The need to demonstrate patterning necessary for incorporation of the TALNET technology into devices was accomplished by masking regions of the template during metal deposition using either a metal shadow mask or using UV lithography. S1813 resist processing was found to be chemically compatible with the template materials allowing minimum feature resolution of 1μm.
A systematic study of sheet resistance and optical transmission as a function of nanowire dimension (thickness and width) demonstrated performance levels that are comparable to ITO but with the added ability to independently tune sheet resistance and transmission. Flexibility was tested using a 5mm bending radius and no degradation in sheet resistance was observed during mechanical life testing for PEN based networks. The networks also exhibited a superior and featureless optical transmission (200nm - 2000 nm) compared to ITO. Excellent corrosion resistance in ambient was observed with no degradation in conductivity after 1 year. No devices have been fabricated at this stage, but the conformal deposition of Al networks on roughened silicon device layers in solar cells was demonstrated.

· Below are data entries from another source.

//! Typed client for the group endpoints of the Tableau REST API.

pub mod config;
pub mod error;
pub mod models;
pub mod services;

pub use config::TableauConf;
pub use error::{ConfigError, GroupError, TransportError};
pub use models::group::{Group, GroupImport, NewGroup, PageInfo};
pub use services::group_service::GroupService;
pub use services::transport::{ApiRequest, HttpTransport, Transport};
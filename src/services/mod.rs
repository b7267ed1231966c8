pub mod group_service;
pub mod transport;
use serde::{Deserialize, Serialize};
use std::ops::RangeInclusive;

use crate::error::GroupError;

#[derive(Serialize, Deserialize, Clone, Debug, Default, PartialEq, Eq)]
#[serde(rename_all = "camelCase")]
pub struct GroupImport {
    #[serde(default, skip_serializing_if = "Option::is_none")]
    pub minimum_site_role: Option<String>,
    #[serde(default, skip_serializing_if = "Option::is_none")]
    pub grant_license_mode: Option<String>,
}

#[derive(Serialize, Deserialize, Clone, Debug, PartialEq, Eq)]
pub struct Group {
    #[serde(default, skip_serializing_if = "Option::is_none")]
    pub id: Option<String>,
    pub name: String,
    #[serde(default)]
    pub import: GroupImport,
}

/// Write-side projection of a group, sent on create and update.
#[derive(Serialize, Clone, Debug, PartialEq, Eq)]
#[serde(rename_all = "camelCase")]
pub struct NewGroup {
    pub name: String,
    #[serde(skip_serializing_if = "Option::is_none")]
    pub minimum_site_role: Option<String>,
}

#[derive(Serialize, Debug)]
pub struct GroupRequest {
    pub group: NewGroup,
}

#[derive(Deserialize, Debug)]
pub struct GroupResponse {
    pub group: Group,
}

#[derive(Deserialize, Debug, Default)]
pub struct GroupsResponse {
    #[serde(default)]
    pub group: Vec<Group>,
}

#[derive(Deserialize, Debug)]
#[serde(rename_all = "camelCase")]
pub struct PaginationDetails {
    pub page_number: String,
    pub page_size: String,
    pub total_available: String,
}

#[derive(Deserialize, Debug)]
pub struct GroupListResponse {
    #[serde(default)]
    pub groups: GroupsResponse,
    pub pagination: PaginationDetails,
}

/// Pagination counts after parsing them out of their wire strings.
#[derive(Clone, Copy, Debug, PartialEq, Eq)]
pub struct PageInfo {
    pub page_number: u64,
    pub page_size: u64,
    pub total_available: u64,
}

impl PaginationDetails {
    pub fn parse(&self) -> Result<PageInfo, GroupError> {
        let page_size = parse_count("pageSize", &self.page_size)?;
        if page_size == 0 {
            return Err(GroupError::Parse {
                field: "pageSize",
                value: self.page_size.clone(),
            });
        }
        Ok(PageInfo {
            page_number: parse_count("pageNumber", &self.page_number)?,
            page_size,
            total_available: parse_count("totalAvailable", &self.total_available)?,
        })
    }
}

fn parse_count(field: &'static str, value: &str) -> Result<u64, GroupError> {
    value.parse().map_err(|_| GroupError::Parse {
        field,
        value: value.to_string(),
    })
}

impl PageInfo {
    pub fn total_pages(&self) -> u64 {
        self.total_available.div_ceil(self.page_size)
    }

    /// Pages after this one, through the last page.
    pub fn remaining_pages(&self) -> RangeInclusive<u64> {
        match self.page_number.checked_add(1) {
            Some(next) => next..=self.total_pages(),
            None => 1..=0,
        }
    }
}

impl GroupListResponse {
    pub fn find(&self, group_id: &str) -> Option<&Group> {
        self.groups
            .group
            .iter()
            .find(|group| group.id.as_deref() == Some(group_id))
    }
}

POTENTIAL SOCIOECONOMIC IMPACTS
Today’s display and touch-screen technologies rely on high performing TCs. Smart phones and handheld interactive displays represent a rapidly increasing share of this market and the biggest challenges facing the sector is screen failure and limited battery life. TALNET offers the potential to replace glass with PET/PEN and the development of shatterproof screens. The reduced density of PET (1.3 g cm-3) compared to gorilla glass (2.4 g cm-3) used in conventional displays reduces the weight of these handheld devices, facilitates larger batteries or additional functionality or simply lowers weight of the devices. TALNET may also help realise the integration of flexible solar cell technologies for energy harvesting into buildings and homes, and into the design of future vehicular transportation.
These impacts are consistent with the outcome of a preliminary market assessment which pointed to (i) manufacturers of flexible solar films, and (ii) manufacturers of flexible displays as the likely customers for this technology. Direct engagement with industry revealed interest but some aspects of the process as currently envisioned are challenging to industry (e.g. lift-off process). This slow step such as lift-off would seem to preclude a high throughput roll-to-roll manufacturing process, which is important for many technologies. Also the vacuum condition associated with the metal deposition and plasma etch steps are not compatible with many current device technologies.
No cost point analysis has been undertaken at this juncture. However, it is clear the margins in the manufacture of display and solar cell technologies are very small and ease of integration into the existing manufacturing process is essential.